J Affect Disord. 2010 Sep;125(1-3):111-5. doi: 10.1016/j.jad.2010.05.004. Epub 2010 Jun 8.
Antidepressant-induced switch to mania has not been thoroughly characterized in bipolar disorder and is even less well understood in unipolar depression.
I describe, as a first-person narrative, my own experience of psychotic mania, which was suspected to have been induced by the tricyclic antidepressant, dosulepin. I have had a 16-year history of depression and was receiving sertraline 50 mg od when I was prescribed, off licence, dosulepin 25 mg 1-2 nocte for insomnia. Within days, I developed mild hypomanic symptoms and returned to my GP, who discontinued dosulepin but continued treatment with sertraline. I was also referred for psychiatric assessment. Two months later, I was detained under Section II of the Mental Health Act 1983 and admitted to hospital with psychotic manic symptoms.

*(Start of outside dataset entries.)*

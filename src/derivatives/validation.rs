//! Validation helpers for finite-difference configuration.
//!
//! This module centralizes the numeric sanity checks applied to
//! caller-supplied step sizes and comparison tolerances:
//!
//! - **Step resolution**: [`resolve_step`] substitutes the per-engine default
//!   when no step is given, then requires the result to be finite and
//!   strictly positive.
//! - **Tolerance resolution**: [`resolve_tolerance`] does the same for the
//!   comparison tolerance.
//!
//! These helpers standardize error reporting by returning domain-specific
//! [`FDError`] variants, so an invalid configuration fails up front instead
//! of silently degrading the approximation.
use crate::derivatives::errors::{FDError, FDResult};

/// Resolve and validate a finite-difference step size.
///
/// - `None` selects the engine's `default` step.
/// - The resolved value must be **finite** and **strictly positive**.
///
/// # Errors
/// Returns [`FDError::InvalidEps`] if the resolved step is non-finite or
/// ≤ 0.0.
pub fn resolve_step(eps: Option<f64>, default: f64) -> FDResult<f64> {
    let eps = eps.unwrap_or(default);
    if !eps.is_finite() {
        return Err(FDError::InvalidEps { eps, reason: "Step size must be finite." });
    }
    if eps <= 0.0 {
        return Err(FDError::InvalidEps { eps, reason: "Step size must be positive." });
    }
    Ok(eps)
}

/// Resolve and validate a comparison tolerance.
///
/// - `None` selects `default` (normally
///   [`DEFAULT_TEST_EPS`](crate::comparison::DEFAULT_TEST_EPS)).
/// - The resolved value must be **finite** and **strictly positive**.
///
/// # Errors
/// Returns [`FDError::InvalidTestEps`] if the resolved tolerance is
/// non-finite or ≤ 0.0.
pub fn resolve_tolerance(test_eps: Option<f64>, default: f64) -> FDResult<f64> {
    let test_eps = test_eps.unwrap_or(default);
    if !test_eps.is_finite() {
        return Err(FDError::InvalidTestEps { eps: test_eps, reason: "Tolerance must be finite." });
    }
    if test_eps <= 0.0 {
        return Err(FDError::InvalidTestEps {
            eps: test_eps,
            reason: "Tolerance must be positive.",
        });
    }
    Ok(test_eps)
}
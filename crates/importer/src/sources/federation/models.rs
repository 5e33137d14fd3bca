use chrono::NaiveDate;
use rust_decimal::Decimal;
use serde::Deserialize;
use storage::OpaquePayload;

use super::de;

#[derive(Debug, Deserialize, Clone)]
pub struct TokenResponse {
    pub access_token: String,
}

#[derive(Debug, Deserialize, Clone)]
pub struct RemoteOrganization {
    #[serde(deserialize_with = "de::id")]
    pub id: i64,
    #[serde(default, deserialize_with = "de::text")]
    pub fed_number: Option<String>,
    #[serde(default, rename = "type", deserialize_with = "de::text")]
    pub kind: Option<String>,
    #[serde(default, deserialize_with = "de::text")]
    pub name: Option<String>,
    #[serde(default, deserialize_with = "de::text")]
    pub abbr: Option<String>,
    #[serde(default, deserialize_with = "de::text")]
    pub alias: Option<String>,
    #[serde(default, deserialize_with = "de::text")]
    pub location: Option<String>,
    #[serde(default, deserialize_with = "de::text")]
    pub federation: Option<String>,
    #[serde(default, deserialize_with = "de::text")]
    pub contact_person: Option<String>,
    #[serde(default, deserialize_with = "de::text")]
    pub contact_email: Option<String>,
    #[serde(default, deserialize_with = "de::text")]
    pub contact_phone1: Option<String>,
    #[serde(default, deserialize_with = "de::text")]
    pub contact_phone2: Option<String>,
}

#[derive(Debug, Deserialize, Clone)]
pub struct RemoteAthlete {
    #[serde(deserialize_with = "de::id")]
    pub id: i64,
    #[serde(default, deserialize_with = "de::text")]
    pub lastname: Option<String>,
    #[serde(default, deserialize_with = "de::text")]
    pub firstname: Option<String>,
    #[serde(default, deserialize_with = "de::date")]
    pub birthdate: Option<NaiveDate>,
    #[serde(default, rename = "liveId", deserialize_with = "de::key")]
    pub live_id: Option<String>,
    #[serde(default, deserialize_with = "de::text")]
    pub dossard: Option<String>,
    #[serde(default, deserialize_with = "de::text")]
    pub gender: Option<String>,
    #[serde(default, deserialize_with = "de::text")]
    pub nationality: Option<String>,
    #[serde(default, rename = "organizationId", deserialize_with = "de::integer")]
    pub organization_id: Option<i64>,
}

#[derive(Debug, Deserialize, Clone)]
pub struct RemoteCategory {
    #[serde(deserialize_with = "de::id")]
    pub id: i64,
    #[serde(default, deserialize_with = "de::text")]
    pub federation: Option<String>,
    #[serde(default, deserialize_with = "de::text")]
    pub name: Option<String>,
    #[serde(default, deserialize_with = "de::text")]
    pub abbr: Option<String>,
    #[serde(default, rename = "ageMin", deserialize_with = "de::integer")]
    pub age_min: Option<i32>,
    #[serde(default, rename = "ageMax", deserialize_with = "de::integer")]
    pub age_max: Option<i32>,
    #[serde(default, rename = "changeMin", deserialize_with = "de::text")]
    pub change_min: Option<String>,
    #[serde(default, rename = "changeMax", deserialize_with = "de::text")]
    pub change_max: Option<String>,
    #[serde(default, deserialize_with = "de::text")]
    pub gender: Option<String>,
    #[serde(default, rename = "nationalCode", deserialize_with = "de::text")]
    pub national_code: Option<String>,
    #[serde(default, rename = "sortOrder", deserialize_with = "de::integer")]
    pub sort_order: Option<i32>,
    #[serde(default, rename = "categoryId", deserialize_with = "de::integer")]
    pub category_id: Option<i64>,
    #[serde(default, rename = "fedinsidelabel", deserialize_with = "de::text")]
    pub fedinside_label: Option<String>,
}

#[derive(Debug, Deserialize, Clone)]
pub struct RemoteEvent {
    #[serde(deserialize_with = "de::id")]
    pub id: i64,
    #[serde(default, rename = "eventNumber", deserialize_with = "de::text")]
    pub event_number: Option<String>,
    #[serde(default, deserialize_with = "de::text")]
    pub name: Option<String>,
    #[serde(default, deserialize_with = "de::date")]
    pub date_start: Option<NaiveDate>,
    #[serde(default, deserialize_with = "de::date")]
    pub date_end: Option<NaiveDate>,
    #[serde(default, deserialize_with = "de::text")]
    pub start_time: Option<String>,
    #[serde(default, deserialize_with = "de::boolean")]
    pub championship: Option<bool>,
    #[serde(default, deserialize_with = "de::text")]
    pub season: Option<String>,
    #[serde(default, deserialize_with = "de::payload")]
    pub facility: Option<OpaquePayload>,
    #[serde(default, deserialize_with = "de::payload")]
    pub responsible: Option<OpaquePayload>,
    #[serde(default, deserialize_with = "de::payload")]
    pub responsible2: Option<OpaquePayload>,
    #[serde(default, rename = "type", deserialize_with = "de::text")]
    pub kind: Option<String>,
    #[serde(default, deserialize_with = "de::text")]
    pub chrono: Option<String>,
    #[serde(default, rename = "organizationId", deserialize_with = "de::integer")]
    pub organization_id: Option<i64>,
}

#[derive(Debug, Deserialize, Clone)]
pub struct RemoteEventType {
    #[serde(deserialize_with = "de::id")]
    pub id: i64,
    #[serde(default, deserialize_with = "de::text")]
    pub venue: Option<String>,
    #[serde(default, deserialize_with = "de::decimal")]
    pub distance: Option<Decimal>,
    #[serde(default, deserialize_with = "de::text")]
    pub wind_mode: Option<String>,
    #[serde(default, deserialize_with = "de::decimal")]
    pub wind_time: Option<Decimal>,
    #[serde(default, deserialize_with = "de::integer")]
    pub precision: Option<i32>,
    #[serde(default, deserialize_with = "de::decimal")]
    pub handtime_diff: Option<Decimal>,
    #[serde(default, deserialize_with = "de::integer")]
    pub nb_athletes: Option<i32>,
    #[serde(default, deserialize_with = "de::text")]
    pub implement: Option<String>,
    #[serde(default, deserialize_with = "de::integer")]
    pub hurdles_nb: Option<i32>,
    #[serde(default, deserialize_with = "de::decimal")]
    pub hurdles_first: Option<Decimal>,
    #[serde(default, deserialize_with = "de::decimal")]
    pub hurdles_interval: Option<Decimal>,
    #[serde(default, deserialize_with = "de::decimal")]
    pub hurdles_last: Option<Decimal>,
    #[serde(default, deserialize_with = "de::text")]
    pub abbr: Option<String>,
    #[serde(default, deserialize_with = "de::text")]
    pub name_fr: Option<String>,
    #[serde(default, deserialize_with = "de::text")]
    pub name_nl: Option<String>,
    #[serde(default, deserialize_with = "de::text")]
    pub name_de: Option<String>,
    #[serde(default, deserialize_with = "de::text")]
    pub name_en: Option<String>,
    #[serde(default, deserialize_with = "de::boolean")]
    pub low2high: Option<bool>,
    #[serde(default, deserialize_with = "de::text")]
    pub national_code: Option<String>,
    #[serde(default, deserialize_with = "de::integer")]
    pub sort_order: Option<i32>,
    #[serde(default, deserialize_with = "de::integer")]
    pub type_id: Option<i64>,
    #[serde(default, deserialize_with = "de::text")]
    pub result_type: Option<String>,
    #[serde(default, deserialize_with = "de::text")]
    pub discipline_group: Option<String>,
}

/// Any nested object of which only the id matters.
#[derive(Debug, Deserialize, Clone)]
pub struct NestedRef {
    #[serde(default, deserialize_with = "de::integer")]
    pub id: Option<i64>,
}

/// One entry of an athlete's result history, with its event and event type
/// optionally embedded.
#[derive(Debug, Deserialize, Clone)]
pub struct RemoteResult {
    #[serde(deserialize_with = "de::id")]
    pub id: i64,
    #[serde(default, rename = "eventNumber", deserialize_with = "de::text")]
    pub event_number: Option<String>,
    #[serde(default, deserialize_with = "de::text")]
    pub name: Option<String>,
    #[serde(default, deserialize_with = "de::text")]
    pub abbr: Option<String>,
    #[serde(default, rename = "type", deserialize_with = "de::text")]
    pub kind: Option<String>,
    #[serde(default, deserialize_with = "de::date")]
    pub date: Option<NaiveDate>,
    #[serde(default, deserialize_with = "de::text")]
    pub validation: Option<String>,
    #[serde(default, rename = "xmlId", deserialize_with = "de::text")]
    pub xml_id: Option<String>,
    #[serde(default, deserialize_with = "de::payload")]
    pub round: Option<OpaquePayload>,
    #[serde(default, deserialize_with = "de::payload")]
    pub heat: Option<OpaquePayload>,
    #[serde(default, deserialize_with = "de::payload")]
    pub result: Option<OpaquePayload>,
    #[serde(default, rename = "eventCategory", deserialize_with = "de::payload")]
    pub event_category: Option<OpaquePayload>,
    #[serde(default, rename = "athleteCategory", deserialize_with = "de::payload")]
    pub athlete_category: Option<OpaquePayload>,
    #[serde(default)]
    pub event: Option<RemoteEvent>,
    #[serde(default, rename = "eventType")]
    pub event_type: Option<RemoteEventType>,
    #[serde(default)]
    pub category: Option<NestedRef>,
    #[serde(default, rename = "eventId", deserialize_with = "de::integer")]
    pub event_id: Option<i64>,
    #[serde(default, rename = "eventTypeId", deserialize_with = "de::integer")]
    pub event_type_id: Option<i64>,
    #[serde(default, rename = "categoryId", deserialize_with = "de::integer")]
    pub category_id: Option<i64>,
}

#[derive(Debug, Deserialize, Clone, Default)]
pub struct AthleteResults {
    #[serde(default)]
    pub results: Vec<RemoteResult>,
}

#[derive(Debug, Deserialize, Clone)]
pub struct SearchAthlete {
    #[serde(flatten)]
    pub athlete: RemoteAthlete,
    #[serde(default)]
    pub organization: Option<RemoteOrganization>,
}

/// Response of the public search endpoint for one letter prefix.
#[derive(Debug, Deserialize, Clone, Default)]
pub struct SearchPartition {
    #[serde(default)]
    pub athletes: Vec<SearchAthlete>,
    #[serde(default)]
    pub events: Vec<serde_json::Value>,
}

#[cfg(test)]
mod tests {
    use super::*;
    use serde_json::json;

    #[test]
    fn test_result_with_nested_event_and_type() {
        let raw = json!({
            "id": 5001,
            "eventNumber": "E-12",
            "date": "2024-06-01T00:00:00.000Z",
            "round": {"name": "Final"},
            "result": null,
            "event": {"id": 77, "name": "Memorial Van Damme", "facility": {"name": "KBS"}},
            "eventType": {"id": 3, "distance": 100, "nb_athletes": null},
            "category": {"id": 9}
        });
        let parsed: RemoteResult = serde_json::from_value(raw).unwrap();

        assert_eq!(parsed.event.as_ref().map(|e| e.id), Some(77));
        assert!(parsed.event.as_ref().unwrap().facility.is_some());
        assert_eq!(parsed.event_type.as_ref().unwrap().distance, Some(Decimal::from(100)));
        assert!(parsed.event_type.as_ref().unwrap().nb_athletes.is_none());
        assert_eq!(parsed.category.as_ref().and_then(|c| c.id), Some(9));
        assert!(parsed.result.is_none());
        assert!(parsed.category_id.is_none());
    }

    #[test]
    fn test_athlete_results_without_results_key() {
        let parsed: AthleteResults = serde_json::from_value(json!({})).unwrap();
        assert!(parsed.results.is_empty());
    }

    #[test]
    fn test_search_athlete_with_embedded_organization() {
        let raw = json!({
            "athletes": [
                {
                    "id": 10,
                    "firstname": "Ann",
                    "liveId": 123456,
                    "organizationId": 4,
                    "organization": {"id": 4, "name": "Club A", "type": "club"}
                },
                {"id": 11, "firstname": "Bob", "liveId": "", "organization": null}
            ],
            "events": []
        });
        let parsed: SearchPartition = serde_json::from_value(raw).unwrap();

        assert_eq!(parsed.athletes.len(), 2);
        assert_eq!(parsed.athletes[0].athlete.live_id.as_deref(), Some("123456"));
        assert_eq!(
            parsed.athletes[0].organization.as_ref().and_then(|o| o.kind.as_deref()),
            Some("club")
        );
        assert!(parsed.athletes[1].organization.is_none());
        assert!(parsed.athletes[1].athlete.live_id.is_none());
    }
}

More understanding of antidepressant-induced switch to mania is needed in unipolar depression. My case study highlights the need for prompt specialist care for patients with depression reporting even mild, sub-threshold symptoms of mania.
抗抑郁药诱发躁狂在双相情感障碍中尚未得到充分描述,在单相抑郁中更是知之甚少。
我以第一人称叙述的方式描述了自己出现精神病性躁狂的经历,这被怀疑是由三环类抗抑郁药多虑平引起的。我有 16 年的抑郁症病史,当时正在服用舍曲林 50mg,每日一次,当我被开了多虑平 25mg,每晚一次,用于治疗失眠。几天后,我出现了轻度轻躁狂症状,回到我的全科医生那里,他停了多虑平,但继续用舍曲林治疗。我也被转介给精神科医生评估。两个月后,我根据 1983 年《精神卫生法》第 II 节被拘留,并因精神病性躁狂症状住院。
在单相抑郁中,需要更深入地了解抗抑郁药诱发躁狂的情况。我的病例研究强调了需要及时为出现即使是轻度、阈下躁狂症状的抑郁症患者提供专科护理。